---------- DATA

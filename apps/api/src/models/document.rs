use bytes::Bytes;
use serde::Serialize;

const PDF_MAGIC: &[u8] = b"%PDF-";
const ZIP_MAGIC: &[u8] = b"PK\x03\x04";

pub const MIME_PDF: &str = "application/pdf";
pub const MIME_DOCX: &str =
    "application/vnd.openxmlformats-officedocument.wordprocessingml.document";

/// Container family an adapter can be registered against.
#[derive(Debug, Clone, Copy, PartialEq, Eq, Hash, Serialize)]
#[serde(rename_all = "snake_case")]
pub enum DocumentKind {
    PlainText,
    Pdf,
    Docx,
}

impl DocumentKind {
    pub fn as_str(&self) -> &'static str {
        match self {
            DocumentKind::PlainText => "plain_text",
            DocumentKind::Pdf => "pdf",
            DocumentKind::Docx => "docx",
        }
    }

    fn from_mime(mime: &str) -> Option<Self> {
        let essence = mime
            .split(';')
            .next()
            .unwrap_or_default()
            .trim()
            .to_ascii_lowercase();
        match essence.as_str() {
            MIME_PDF | "application/x-pdf" => Some(DocumentKind::Pdf),
            MIME_DOCX => Some(DocumentKind::Docx),
            "text/plain" | "text/markdown" | "text/csv" | "text/x-markdown" => {
                Some(DocumentKind::PlainText)
            }
            _ => None,
        }
    }
}

/// An upload as handed over by the HTTP boundary. Immutable and request-scoped.
///
/// `content` is a `Bytes` handle so adapter tasks can share the buffer without copying.
#[derive(Debug, Clone)]
pub struct UploadedDocument {
    pub content: Bytes,
    pub mime_type: String,
    pub filename: String,
}

impl UploadedDocument {
    pub fn new(
        content: impl Into<Bytes>,
        mime_type: impl Into<String>,
        filename: impl Into<String>,
    ) -> Self {
        Self {
            content: content.into(),
            mime_type: mime_type.into(),
            filename: filename.into(),
        }
    }

    pub fn is_empty(&self) -> bool {
        self.content.is_empty()
    }

    /// Every kind this upload plausibly belongs to: declared MIME type, filename
    /// extension and magic bytes. A mislabelled upload can therefore match several
    /// kinds; the adapter chain sorts out which one actually yields text.
    pub fn kinds(&self) -> Vec<DocumentKind> {
        let mut kinds = Vec::with_capacity(2);
        let mut push = |kind: DocumentKind| {
            if !kinds.contains(&kind) {
                kinds.push(kind);
            }
        };

        if let Some(kind) = DocumentKind::from_mime(&self.mime_type) {
            push(kind);
        }

        if let Some(guess) = mime_guess::from_path(&self.filename).first() {
            if let Some(kind) = DocumentKind::from_mime(guess.essence_str()) {
                push(kind);
            }
        }

        if let Some(kind) = self.sniff() {
            push(kind);
        }

        kinds
    }

    fn sniff(&self) -> Option<DocumentKind> {
        let head = &self.content[..self.content.len().min(1024)];
        if head.starts_with(ZIP_MAGIC) {
            // Any zip could be an OOXML package; only claim it when the part name is visible.
            let marker = b"word/";
            return head
                .windows(marker.len())
                .any(|w| w == marker)
                .then_some(DocumentKind::Docx);
        }
        if head
            .windows(PDF_MAGIC.len())
            .any(|w| w == PDF_MAGIC)
        {
            return Some(DocumentKind::Pdf);
        }
        None
    }
}
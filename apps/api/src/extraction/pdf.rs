//! Primary PDF reader, backed by `pdf-extract`.

use async_trait::async_trait;
use tracing::debug;

use super::{require_text, ExtractError, RawText, TextAdapter};
use crate::models::UploadedDocument;

pub const ADAPTER_ID: &str = "pdf_extract";

/// Inserted between pages so downstream line logic never glues two pages together.
pub const PAGE_BREAK: &str = "\n\u{c}\n";

pub struct PdfExtractAdapter;

#[async_trait]
impl TextAdapter for PdfExtractAdapter {
    async fn extract(&self, doc: &UploadedDocument) -> Result<RawText, ExtractError> {
        if doc.is_empty() {
            return Err(ExtractError::EmptyPayload);
        }

        // pdf-extract is CPU-bound and panics on some malformed inputs; the join
        // error keeps that local to this attempt.
        let bytes = doc.content.clone();
        let pages = tokio::task::spawn_blocking(move || {
            pdf_extract::extract_text_from_mem_by_pages(&bytes)
        })
        .await
        .map_err(|e| ExtractError::from_join(ADAPTER_ID, e))?
        .map_err(|e| ExtractError::MalformedContainer(e.to_string()))?;

        debug!(adapter = ADAPTER_ID, pages = pages.len(), "pdf pages decoded");
        require_text(pages.join(PAGE_BREAK), ADAPTER_ID)
    }
}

--------------------

Your task is to copy every record exactly.

TASK SOLUTION.
filename apps/api/src/models/document.rs
use bytes::Bytes;
use serde::Serialize;

const PDF_MAGIC: &[u8] = b"%PDF-";
const ZIP_MAGIC: &[u8] = b"PK\x03\x04";

pub const MIME_PDF: &str = "application/pdf";
pub const MIME_DOCX: &str =
    "application/vnd.openxmlformats-officedocument.wordprocessingml.document";

/// Container family an adapter can be registered against.
#[derive(Debug, Clone, Copy, PartialEq, Eq, Hash, Serialize)]
#[serde(rename_all = "snake_case")]
pub enum DocumentKind {
    PlainText,
    Pdf,
    Docx,
}

impl DocumentKind {
    pub fn as_str(&self) -> &'static str {
        match self {
            DocumentKind::PlainText => "plain_text",
            DocumentKind::Pdf => "pdf",
            DocumentKind::Docx => "docx",
        }
    }

    fn from_mime(mime: &str) -> Option<Self> {
        let essence = mime
            .split(';')
            .next()
            .unwrap_or_default()
            .trim()
            .to_ascii_lowercase();
        match essence.as_str() {
            MIME_PDF | "application/x-pdf" => Some(DocumentKind::Pdf),
            MIME_DOCX => Some(DocumentKind::Docx),
            "text/plain" | "text/markdown" | "text/csv" | "text/x-markdown" => {
                Some(DocumentKind::PlainText)
            }
            _ => None,
        }
    }
}

/// An upload as handed over by the HTTP boundary. Immutable and request-scoped.
///
/// `content` is a `Bytes` handle so adapter tasks can share the buffer without copying.
#[derive(Debug, Clone)]
pub struct UploadedDocument {
    pub content: Bytes,
    pub mime_type: String,
    pub filename: String,
}

impl UploadedDocument {
    pub fn new(
        content: impl Into<Bytes>,
        mime_type: impl Into<String>,
        filename: impl Into<String>,
    ) -> Self {
        Self {
            content: content.into(),
            mime_type: mime_type.into(),
            filename: filename.into(),
        }
    }

    pub fn is_empty(&self) -> bool {
        self.content.is_empty()
    }

    /// Every kind this upload plausibly belongs to: declared MIME type, filename
    /// extension and magic bytes. A mislabelled upload can therefore match several
    /// kinds; the adapter chain sorts out which one actually yields text.
    pub fn kinds(&self) -> Vec<DocumentKind> {
        let mut kinds = Vec::with_capacity(2);
        let mut push = |kind: DocumentKind| {
            if !kinds.contains(&kind) {
                kinds.push(kind);
            }
        };

        if let Some(kind) = DocumentKind::from_mime(&self.mime_type) {
            push(kind);
        }

        if let Some(guess) = mime_guess::from_path(&self.filename).first() {
            if let Some(kind) = DocumentKind::from_mime(guess.essence_str()) {
                push(kind);
            }
        }

        if let Some(kind) = self.sniff() {
            push(kind);
        }

        kinds
    }

    fn sniff(&self) -> Option<DocumentKind> {
        let head = &self.content[..self.content.len().min(1024)];
        if head.starts_with(ZIP_MAGIC) {
            // Any zip could be an OOXML package; only claim it when the part name is visible.
            let marker = b"word/";
            return head
                .windows(marker.len())
                .any(|w| w == marker)
                .then_some(DocumentKind::Docx);
        }
        if head
            .windows(PDF_MAGIC.len())
            .any(|w| w == PDF_MAGIC)
        {
            return Some(DocumentKind::Pdf);
        }
        None
    }
}
filename apps/api/src/extraction/pdf.rs
//! Primary PDF reader, backed by `pdf-extract`.

use async_trait::async_trait;
use tracing::debug;

use super::{require_text, ExtractError, RawText, TextAdapter};
use crate::models::UploadedDocument;

pub const ADAPTER_ID: &str = "pdf_extract";

/// Inserted between pages so downstream line logic never glues two pages together.
pub const PAGE_BREAK: &str = "\n\u{c}\n";

pub struct PdfExtractAdapter;

#[async_trait]
impl TextAdapter for PdfExtractAdapter {
    async fn extract(&self, doc: &UploadedDocument) -> Result<RawText, ExtractError> {
        if doc.is_empty() {
            return Err(ExtractError::EmptyPayload);
        }

        // pdf-extract is CPU-bound and panics on some malformed inputs; the join
        // error keeps that local to this attempt.
        let bytes = doc.content.clone();
        let pages = tokio::task::spawn_blocking(move || {
            pdf_extract::extract_text_from_mem_by_pages(&bytes)
        })
        .await
        .map_err(|e| ExtractError::from_join(ADAPTER_ID, e))?
        .map_err(|e| ExtractError::MalformedContainer(e.to_string()))?;

        debug!(adapter = ADAPTER_ID, pages = pages.len(), "pdf pages decoded");
        require_text(pages.join(PAGE_BREAK), ADAPTER_ID)
    }
}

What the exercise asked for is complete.